Yesterday I went upstairs to cover Maggies break and took over seeing the rep from Elsevier. I'm flicking through the catalogue of books that mostly don't apply to our store and I said to him that most of these books seem like the one on monkey brains that another rep showed me the other week. I was a bit embarrassed when the other rep turned out to be him as well.

This then led to a conversation about time speeding up recently, since it had been a month since he'd been in and it had only seemed like the week before that I'd seen him. He was saying that he'd just had his birthday and that he couldn't believe how old he was when he didn't feel it, and how stuck he felt when he thought of all the things he could be doing.

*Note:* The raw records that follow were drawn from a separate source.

use std::time::Duration;

use async_trait::async_trait;
use papergraph_core::{CitationEdge, HarvestConfig, PaperRecord, ReferenceEdge};
use reqwest::Url;
use reqwest::header::{HeaderMap, HeaderName, HeaderValue};
use serde::Deserialize;
use serde::de::DeserializeOwned;

use crate::error::{Result, ScienceError};
use crate::http::RateLimitedClient;
use crate::sources::MetadataApi;

const PAPER_FIELDS: &str = "paperId,externalIds,title,venue,openAccessPdf,fieldsOfStudy,authors";
const EDGE_FIELDS: &str =
    "contexts,intents,paperId,externalIds,title,venue,openAccessPdf,fieldsOfStudy,authors";
const API_KEY_HEADER: HeaderName = HeaderName::from_static("x-api-key");
const USER_AGENT: &str = concat!("papergraph/", env!("CARGO_PKG_VERSION"));

/// One page of a Graph API list endpoint. Only the first page is read.
#[derive(Debug, Deserialize)]
struct Page<T> {
    data: Option<Vec<T>>,
}

pub struct SemanticScholarSource {
    client: RateLimitedClient,
    api_key: Option<String>,
    base_url: String,
}

impl SemanticScholarSource {
    pub fn from_config(config: &HarvestConfig) -> Result<Self> {
        Self::with_config(
            config.api.base_url.clone(),
            config.api.api_key.clone(),
            config.request_interval(),
            config.api.max_retries,
            config.request_timeout(),
        )
    }

    pub fn with_config(
        base_url: String,
        api_key: Option<String>,
        min_interval: Duration,
        max_retries: u32,
        timeout: Duration,
    ) -> Result<Self> {
        Ok(Self {
            client: RateLimitedClient::new(min_interval, max_retries, timeout, USER_AGENT)?,
            api_key,
            base_url,
        })
    }

    #[cfg(test)]
    pub(crate) fn new_for_tests(base_url: String) -> Self {
        Self::with_config(base_url, None, Duration::from_millis(0), 0, Duration::from_secs(5))
            .expect("test client builds")
    }

    fn endpoint(&self, segments: &[&str], query: &[(&str, &str)]) -> Result<Url> {
        let mut url = Url::parse(&self.base_url)
            .map_err(|e| ScienceError::Parse(format!("invalid URL {}: {e}", self.base_url)))?;
        {
            let mut segs = url.path_segments_mut().map_err(|_| {
                ScienceError::Parse("invalid Semantic Scholar base URL".to_string())
            })?;
            segs.pop_if_empty();
            for segment in segments {
                segs.push(segment);
            }
        }
        url.query_pairs_mut().extend_pairs(query);
        Ok(url)
    }

    async fn fetch_page<T: DeserializeOwned>(&self, url: Url) -> Result<Vec<T>> {
        let page: Page<T> = self
            .client
            .get_json(url.as_str(), &self.auth_headers()?)
            .await?;
        Ok(page.data.unwrap_or_default())
    }

    fn auth_headers(&self) -> Result<HeaderMap> {
        let mut headers = HeaderMap::new();
        if let Some(key) = self
            .api_key
            .as_deref()
            .map(str::trim)
            .filter(|s| !s.is_empty())
        {
            let value =
                HeaderValue::from_str(key).map_err(|e| ScienceError::Parse(e.to_string()))?;
            headers.insert(API_KEY_HEADER, value);
        }
        Ok(headers)
    }
}

#[async_trait]
impl MetadataApi for SemanticScholarSource {
    fn name(&self) -> &str {
        "semantic_scholar"
    }

    async fn search(&self, title: &str) -> Result<Vec<PaperRecord>> {
        let url = self.endpoint(
            &["paper", "search"],
            &[("query", title), ("fields", PAPER_FIELDS)],
        )?;
        self.fetch_page(url).await
    }

    async fn citations_of(&self, paper_id: &str) -> Result<Vec<CitationEdge>> {
        let url = self.endpoint(&["paper", paper_id, "citations"], &[("fields", EDGE_FIELDS)])?;
        self.fetch_page(url).await
    }

    async fn references_of(&self, paper_id: &str) -> Result<Vec<ReferenceEdge>> {
        let url = self.endpoint(&["paper", paper_id, "references"], &[("fields", EDGE_FIELDS)])?;
        self.fetch_page(url).await
    }

    async fn papers_of(&self, author_id: &str) -> Result<Vec<PaperRecord>> {
        let url = self.endpoint(&["author", author_id, "papers"], &[("fields", PAPER_FIELDS)])?;
        self.fetch_page(url).await
    }
}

We had a chinwag about this for a few minutes before he went, but it really got me thinking.

When I was little, 28 was old. I know that about 9 years old I thought that when I was 27 I'd be married and have kids, that was an aim right up until this time last year in fact. Not a big aim, but the kind of childhood aim that stays in your subconscious and hangs about there, occasionally making itself known. Last year I really felt I'd failed this aim that I'd had for such a long time, and it took a bit of work to acknowledge that although it was a valid aim, it just didn't apply anymore.

I think part of the problem is that the media feeds such a constant image of not good enough. Celebrity magazines say that you're not thin enough, or your life is not worthwhile if you don't have these sunglasses, that dress, those shoes. Lifestyle magazines try to sell you the perfect home, the perfect cleaning product to clean your perfect new gadget with. Advertising is designed to sell you a product by selling you the image (and I'm the advertisers dream according to my dad) but the whole of the media seems to be going this way. Even book prizes do it, the idea that you HAVE to read the Booker/Orange/Costa winner or not be a serious reader.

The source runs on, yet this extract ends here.